• Instructions for the task
Give back an exact copy of the lines from the start of the material through the line bearing "use crate::pack::Message;". Include both ends and nothing else.

• Data for the task
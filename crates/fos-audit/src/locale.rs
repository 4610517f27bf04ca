//! Locale documents
//!
//! Replacement strings for rule help, check messages and failure
//! summaries. Entries for ids the engine does not know are ignored with a
//! warning when the locale is applied.

use crate::pack::Message;
use crate::{AuditError, Result};
use serde::{Deserialize, Serialize};
use std::collections::BTreeMap;

/// Message shown when an incomplete check has no incomplete template
pub const INCOMPLETE_FALLBACK: &str = "The engine could not determine the result of this check";

#[derive(Debug, Clone, Default, PartialEq, Serialize, Deserialize)]
#[serde(default)]
pub struct RuleLocale {
    #[serde(skip_serializing_if = "Option::is_none")]
    pub description: Option<String>,
    #[serde(skip_serializing_if = "Option::is_none")]
    pub help: Option<String>,
}

#[derive(Debug, Clone, Default, PartialEq, Serialize, Deserialize)]
#[serde(default)]
pub struct CheckLocale {
    #[serde(skip_serializing_if = "Option::is_none")]
    pub pass: Option<Message>,
    #[serde(skip_serializing_if = "Option::is_none")]
    pub fail: Option<Message>,
    #[serde(skip_serializing_if = "Option::is_none")]
    pub incomplete: Option<Message>,
}

/// Heading of a node's failure summary for one check group
#[derive(Debug, Clone, PartialEq, Serialize, Deserialize)]
#[serde(rename_all = "camelCase")]
pub struct FailureSummary {
    pub failure_message: String,
}

#[derive(Debug, Clone, Default, PartialEq, Serialize, Deserialize)]
#[serde(rename_all = "camelCase", default)]
pub struct Locale {
    #[serde(skip_serializing_if = "Option::is_none")]
    pub lang: Option<String>,
    #[serde(skip_serializing_if = "BTreeMap::is_empty")]
    pub rules: BTreeMap<String, RuleLocale>,
    #[serde(skip_serializing_if = "BTreeMap::is_empty")]
    pub checks: BTreeMap<String, CheckLocale>,
    /// Keyed by check group: `any` or `none` (which also covers `all`)
    #[serde(skip_serializing_if = "BTreeMap::is_empty")]
    pub failure_summaries: BTreeMap<String, FailureSummary>,
    #[serde(skip_serializing_if = "Option::is_none")]
    pub incomplete_fallback_message: Option<String>,
}

impl Locale {
    pub fn from_json(json: &str) -> Result<Self> {
        serde_json::from_str(json).map_err(|e| AuditError::InvalidArgument(format!("locale: {e}")))
    }
}

/// Summaries used until a locale replaces them
pub fn default_failure_summaries() -> BTreeMap<String, FailureSummary> {
    [
        ("any", "Fix any of the following:"),
        ("none", "Fix all of the following:"),
    ]
    .into_iter()
    .map(|(group, message)| {
        (
            group.to_string(),
            FailureSummary {
                failure_message: message.to_string(),
            },
        )
    })
    .collect()
}

#[cfg(test)]
mod tests {
    use super::*;

    #[test]
    fn test_parse_locale() {
        let locale = Locale::from_json(
            r#"{
                "lang": "de",
                "rules": { "image-alt": { "help": "Bilder brauchen Alternativtext" } },
                "checks": { "has-alt": { "fail": "Kein alt-Attribut" } },
                "failureSummaries": { "any": { "failureMessage": "Beheben Sie eines der folgenden:" } }
            }"#,
        )
        .unwrap();
        assert_eq!(locale.lang.as_deref(), Some("de"));
        assert_eq!(locale.rules["image-alt"].description, None);
        assert_eq!(
            locale.checks["has-alt"].fail,
            Some(Message::Text("Kein alt-Attribut".to_string()))
        );
        assert_eq!(
            locale.failure_summaries["any"].failure_message,
            "Beheben Sie eines der folgenden:"
        );
    }

    #[test]
    fn test_empty_locale_is_valid() {
        assert_eq!(Locale::from_json("{}").unwrap(), Locale::default());
    }

    #[test]
    fn test_malformed_locale() {
        assert!(matches!(
            Locale::from_json(r#"{"rules": []}"#),
            Err(AuditError::InvalidArgument(_))
        ));
    }

    #[test]
    fn test_default_failure_summaries() {
        let summaries = default_failure_summaries();
        assert_eq!(summaries["any"].failure_message, "Fix any of the following:");
        assert_eq!(summaries["none"].failure_message, "Fix all of the following:");
    }
}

• Solved problem
filename crates/fos-audit/src/locale.rs
repository 4610517f27bf04ca
//! Locale documents
//!
//! Replacement strings for rule help, check messages and failure
//! summaries. Entries for ids the engine does not know are ignored with a
//! warning when the locale is applied.

use crate::pack::Message;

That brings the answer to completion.